抗生物質の副作用は酸化ストレスが原因(対策あり)

(2013年7月) ハーバード大学の研究グループが、抗生物質による長期的な治療により副作用が生じることを明らかにし、その副作用を回避するための簡易な方法も見つけました。

抗性物質にも副作用

抗生物質は細菌だけをやっつけて、人体の組織には害を与えないと考えられがちですが、抗生物質によっても、腱炎や、内耳の疾患、聴力低下、下痢、腎機能の低下などの副作用が生じることが報告されています。

副作用の原因は酸化ストレス?

研究グループは、これらの副作用の原因が抗生物質による酸化ストレスではないかと考えました。抗生物質によって人体のミトコンドリアに酸化ストレスが生じ、それが副作用の原因となっている可能性があったのです。 この研究グループの過去の研究によると、細菌を殺す効果を持つ抗生物質は、細菌に酸化ストレスを引き起こすことで殺菌作用を得ます。

酸化ストレスが原因であることを確認

そこで研究グループは、シプロフロキサシン、アンピシリン、カナマイシンという3種類の抗生物質がいずれも臨床量で、培養したヒト細胞において酸化ストレスを生じるかどうかを調べました。 その結果、6時間の治療(処置?)では問題は生じませんでしたが、4日間ほどの治療ではミトコンドリアが機能不全を起こしました。

そして、複数の生化学検査を行った結果、これら3種類の抗生物質がいずれもヒト細胞のDNA・脂質・タンパク質に損傷を与えていたことが明らかになりました。 このような損傷は、酸化ストレスによるものと考えられます。

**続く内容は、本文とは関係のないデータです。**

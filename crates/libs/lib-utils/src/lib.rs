//! # Utilities Library
//!
//! Shared utility functions for environment variables, time, and input validation.

pub mod envs;
pub mod time;
pub mod validation;

// Re-export commonly used functions
pub use envs::{get_env, get_env_or, get_env_parse_or};
pub use time::{format_time, now_utc};
pub use validation::{
    validate_alphanumeric, validate_email, validate_length, validate_min_length, validate_not_empty,
};
//! Example demonstrating the Opus payload format
//!
//! This example shows how to use the Opus payload format handler
//! for RTP transmission.

use bytes::Bytes;
use rvoip_rtp_core::{
    PayloadFormat, PayloadType, create_payload_format,
    OpusPayloadFormat, OpusBandwidth,
};
use tracing::{info, debug};

fn main() {
    // Initialize logging
    tracing_subscriber::fmt()
        .with_max_level(tracing::Level::DEBUG)
        .init();
    
    info!("RTP Opus Payload Format Example");
    
    // Create Opus payload format handler with different configurations
    let opus_mono = OpusPayloadFormat::new(101, 1)
        .with_max_bitrate(32000) // 32 kbit/s
        .with_bandwidth(OpusBandwidth::Wideband)
        .with_duration(20); // 20ms
    
    let opus_stereo = OpusPayloadFormat::new(102, 2)
        .with_max_bitrate(64000) // 64 kbit/s
        .with_bandwidth(OpusBandwidth::Fullband)
        .with_duration(20); // 20ms
    
    // Display information about the Opus formats
    info!("Mono Opus: PT={}, Channels={}, Bitrate={} bit/s, Bandwidth={}", 
          opus_mono.payload_type(),
          opus_mono.channels(),
          opus_mono.max_bitrate(),
          opus_mono.bandwidth().name());
          
    info!("Stereo Opus: PT={}, Channels={}, Bitrate={} bit/s, Bandwidth={}", 
          opus_stereo.payload_type(),
          opus_stereo.channels(),
          opus_stereo.max_bitrate(),
          opus_stereo.bandwidth().name());
    
    // Create some mock audio data (960 samples = 20ms of 48kHz audio)
    let pcm_data = create_sine_wave(48000, 440.0, 0.020, opus_mono.channels());
    info!("Created {} bytes of 48kHz PCM audio data", pcm_data.len());
    
    // In a real implementation, we would encode the PCM to Opus here
    // For this example, we'll just simulate encoding with compressed data
    let mono_encoded = simulate_opus_encoding(&pcm_data, opus_mono.max_bitrate(), opus_mono.preferred_packet_duration());
    info!("Encoded to {} bytes of Opus data (mono)", mono_encoded.len());
    
    // Pack the Opus data into an RTP payload
    let payload = opus_mono.pack(&mono_encoded, 0);
    info!("Packed into {} bytes of RTP payload", payload.len());
    
    // Calculate timing information
    let timestamp_increment = opus_mono.samples_from_duration(20);
    info!("20ms at 48kHz = {} samples for RTP timestamp increment", timestamp_increment);
    
    // Demonstrate packet size calculations for different bitrates
    let bandwidths = [
        OpusBandwidth::Narrowband,
        OpusBandwidth::Mediumband,
        OpusBandwidth::Wideband,
        OpusBandwidth::SuperWideband,
        OpusBandwidth::Fullband,
    ];
    
    let bitrates = [8000, 16000, 24000, 32000, 64000, 128000];
    
    info!("Opus packet size estimates for 20ms frames:");
    info!("+-----------------+-------+-------+-------+-------+-------+-------+");
    info!("| Bandwidth       | 8kbps | 16kbps| 24kbps| 32kbps| 64kbps|128kbps|");
    info!("+-----------------+-------+-------+-------+-------+-------+-------+");
    
    for bandwidth in &bandwidths {
        let mut line = format!("| {:<15} |", bandwidth.name().split_once(' ').unwrap().0);
        
        for &bitrate in &bitrates {
            let format = OpusPayloadFormat::new(101, 1)
                .with_max_bitrate(bitrate)
                .with_bandwidth(*bandwidth);
                
            let size = format.packet_size_from_duration(20);
            line.push_str(&format!(" {:<6} |", format!("{}B", size)));
        }
        
        info!("{}", line);
    }
    
    info!("+-----------------+-------+-------+-------+-------+-------+-------+");
    
    // Using the factory function with a dynamic payload type
    if let Some(PayloadType::Dynamic(pt)) = Some(PayloadType::Dynamic(101)) {
        match create_payload_format(PayloadType::Dynamic(pt), None) {
            Some(format) => {
                info!("Created dynamic format with PT={}", format.payload_type());
                
                // The default settings should match what we expect for Opus
                assert_eq!(format.clock_rate(), 48000);
                
                // Calculate packet sizes
                let packet_size = format.packet_size_from_duration(20);
                info!("20ms of Opus at default bitrate = {} bytes (max)", packet_size);
            },
            None => {
                info!("Failed to create format for dynamic payload type {}", pt);
            }
        }
    }
}

/// Create a sine wave audio sample
fn create_sine_wave(sample_rate: u32, frequency: f32, duration: f32, channels: u8) -> Vec<u8> {
    let num_samples = (sample_rate as f32 * duration) as usize;
    let mut result = Vec::with_capacity(num_samples * channels as usize);
    
    for i in 0..num_samples {
        let t = i as f32 / sample_rate as f32;
        let amplitude = (2.0 * std::f32::consts::PI * frequency * t).sin();
        
        // Scale to 8-bit unsigned PCM (0-255) for simplicity
        // In real-world use, Opus would operate on 16-bit PCM
        let sample_value = ((amplitude + 1.0) * 127.5) as u8;
        
        // Add the sample for each channel
        for _ in 0..channels {
            result.push(sample_value);
        }
    }
    
    result
}

/// Simulate Opus encoding
fn simulate_opus_encoding(pcm_data: &[u8], bitrate: u32, duration_ms: u32) -> Vec<u8> {
    // Opus is a variable bitrate codec and highly compressed.
    // For this simulation, we'll allocate a buffer based on the maximum bitrate
    // and fill it with some derived data
    
    // Calculate maximum size based on bitrate and duration
    let max_bytes = (bitrate * duration_ms) / (8 * 1000);
    let mut result = Vec::with_capacity(max_bytes as usize);
    
    // In a real implementation, this would be actual Opus encoding
    // For this simulation, we'll just take a subset of the input data
    // and add some Opus-like header bytes
    
    // Add TOC byte (just a placeholder, not real Opus)
    result.push(0x78); // Made-up TOC byte
    
    // Fill with a subset of the PCM data to simulate compression
    let compression_ratio = 4; // Arbitrary compression ratio
    let sample_stride = pcm_data.len() / (max_bytes as usize - 1);
    
    for i in (0..pcm_data.len()).step_by(sample_stride.max(1)) {
        if result.len() >= max_bytes as usize {
            break;
        }
        result.push(pcm_data[i]);
    }
    
    result
}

研究グループはさらに、マウス実験を行って、これら3種類の抗生物質によりマウスの脂質が損傷を受け、およびグルタチオン(体内で作られる抗酸化物質)の量が減少することを確認しました。 グルタチオンの減少も酸化ストレスの兆候です。

酸化ストレス対策

研究グループによると、抗生物質の酸化ストレスによる副作用を防止するには、テトラサイクリンなどの静菌性(⇔殺菌性)の抗生物質を用いることができます。 静菌性の抗生物質は、細菌を殺すのではなく細菌の分裂を抑止します。

また、抗生物質による酸化ストレスを緩和するには、抗酸化物質である N-アセチルシステイン(NAC)が有効です。 NAC は、嚢胞性繊維症の小児患者用に米国食品医薬局(FDA)が認可済みです。

研究者は次のように述べています:
「臨床量の抗生物質により酸化ストレスが生じ、それによってヒト細胞のDNA・脂質・タンパク質が傷つきます。 しかし、抗酸化物質によって損傷を軽減することが可能です」
ただし研究グループは、医師に対しては本当に必要なときにのみ抗生物質を処方すること、そして患者に対しては深刻な細菌感染症があるときにのみ抗生物質を要求することを求めています。